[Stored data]
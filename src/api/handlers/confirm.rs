use axum::{Json, extract::Extension, http::StatusCode, response::IntoResponse};
use std::sync::Arc;
use tracing::instrument;

use crate::accounts::service::AccountService;

use super::{
    error_response,
    types::{ConfirmEmailRequest, ResendConfirmationRequest},
};

#[utoipa::path(
    post,
    path = "/v1/accounts/confirm-email-request",
    request_body = ResendConfirmationRequest,
    responses(
        (status = 204, description = "Confirmation token sent"),
        (status = 400, description = "Confirmation disabled or account already confirmed"),
        (status = 404, description = "Unknown email"),
        (status = 500, description = "Store or notification failure")
    ),
    tag = "accounts"
)]
#[instrument(skip(service, payload))]
pub async fn confirm_email_request(
    service: Extension<Arc<AccountService>>,
    payload: Option<Json<ResendConfirmationRequest>>,
) -> impl IntoResponse {
    let Some(Json(request)) = payload else {
        return (StatusCode::BAD_REQUEST, "Missing payload".to_string()).into_response();
    };

    match service.confirm_email_request(&request.email).await {
        Ok(()) => StatusCode::NO_CONTENT.into_response(),
        Err(err) => error_response(&err).into_response(),
    }
}

#[utoipa::path(
    post,
    path = "/v1/accounts/confirm-email",
    request_body = ConfirmEmailRequest,
    responses(
        (status = 204, description = "Account confirmed"),
        (status = 400, description = "Invalid or expired token"),
        (status = 404, description = "Token subject no longer exists"),
        (status = 500, description = "Store failure")
    ),
    tag = "accounts"
)]
#[instrument(skip(service, payload))]
pub async fn confirm_email(
    service: Extension<Arc<AccountService>>,
    payload: Option<Json<ConfirmEmailRequest>>,
) -> impl IntoResponse {
    let Some(Json(request)) = payload else {
        return (StatusCode::BAD_REQUEST, "Missing payload".to_string()).into_response();
    };

    match service.confirm_email(&request.token).await {
        Ok(()) => StatusCode::NO_CONTENT.into_response(),
        Err(err) => error_response(&err).into_response(),
    }
}

#[cfg(test)]
mod tests {
    use super::super::test_service;
    use super::*;

    #[tokio::test]
    async fn confirm_request_missing_payload_is_a_bad_request() {
        let response = confirm_email_request(test_service(), None)
            .await
            .into_response();
        assert_eq!(response.status(), StatusCode::BAD_REQUEST);
    }

    #[tokio::test]
    async fn confirm_missing_payload_is_a_bad_request() {
        let response = confirm_email(test_service(), None).await.into_response();
        assert_eq!(response.status(), StatusCode::BAD_REQUEST);
    }
}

EXERCISE DETAILS
Go through the records above and repeat each one exactly.

FINISHED EXERCISE
filename src/api/handlers/confirm.rs
use axum::{Json, extract::Extension, http::StatusCode, response::IntoResponse};
use std::sync::Arc;
use tracing::instrument;

use crate::accounts::service::AccountService;

use super::{
    error_response,
    types::{ConfirmEmailRequest, ResendConfirmationRequest},
};

#[utoipa::path(
    post,
    path = "/v1/accounts/confirm-email-request",
    request_body = ResendConfirmationRequest,
    responses(
        (status = 204, description = "Confirmation token sent"),
        (status = 400, description = "Confirmation disabled or account already confirmed"),
        (status = 404, description = "Unknown email"),
        (status = 500, description = "Store or notification failure")
    ),
    tag = "accounts"
)]
#[instrument(skip(service, payload))]
pub async fn confirm_email_request(
    service: Extension<Arc<AccountService>>,
    payload: Option<Json<ResendConfirmationRequest>>,
) -> impl IntoResponse {
    let Some(Json(request)) = payload else {
        return (StatusCode::BAD_REQUEST, "Missing payload".to_string()).into_response();
    };

    match service.confirm_email_request(&request.email).await {
        Ok(()) => StatusCode::NO_CONTENT.into_response(),
        Err(err) => error_response(&err).into_response(),
    }
}

#[utoipa::path(
    post,
    path = "/v1/accounts/confirm-email",
    request_body = ConfirmEmailRequest,
    responses(
        (status = 204, description = "Account confirmed"),
        (status = 400, description = "Invalid or expired token"),
        (status = 404, description = "Token subject no longer exists"),
        (status = 500, description = "Store failure")
    ),
    tag = "accounts"
)]
#[instrument(skip(service, payload))]
pub async fn confirm_email(
    service: Extension<Arc<AccountService>>,
    payload: Option<Json<ConfirmEmailRequest>>,
) -> impl IntoResponse {
    let Some(Json(request)) = payload else {
        return (StatusCode::BAD_REQUEST, "Missing payload".to_string()).into_response();
    };

    match service.confirm_email(&request.token).await {
        Ok(()) => StatusCode::NO_CONTENT.into_response(),
        Err(err) => error_response(&err).into_response(),
    }
}

#[cfg(test)]
mod tests {
    use super::super::test_service;
    use super::*;

    #[tokio::test]
    async fn confirm_request_missing_payload_is_a_bad_request() {
        let response = confirm_email_request(test_service(), None)
            .await
            .into_response();
        assert_eq!(response.status(), StatusCode::BAD_REQUEST);
    }

    #[tokio::test]
    async fn confirm_missing_payload_is_a_bad_request() {
        let response = confirm_email(test_service(), None).await.into_response();
        assert_eq!(response.status(), StatusCode::BAD_REQUEST);
    }
}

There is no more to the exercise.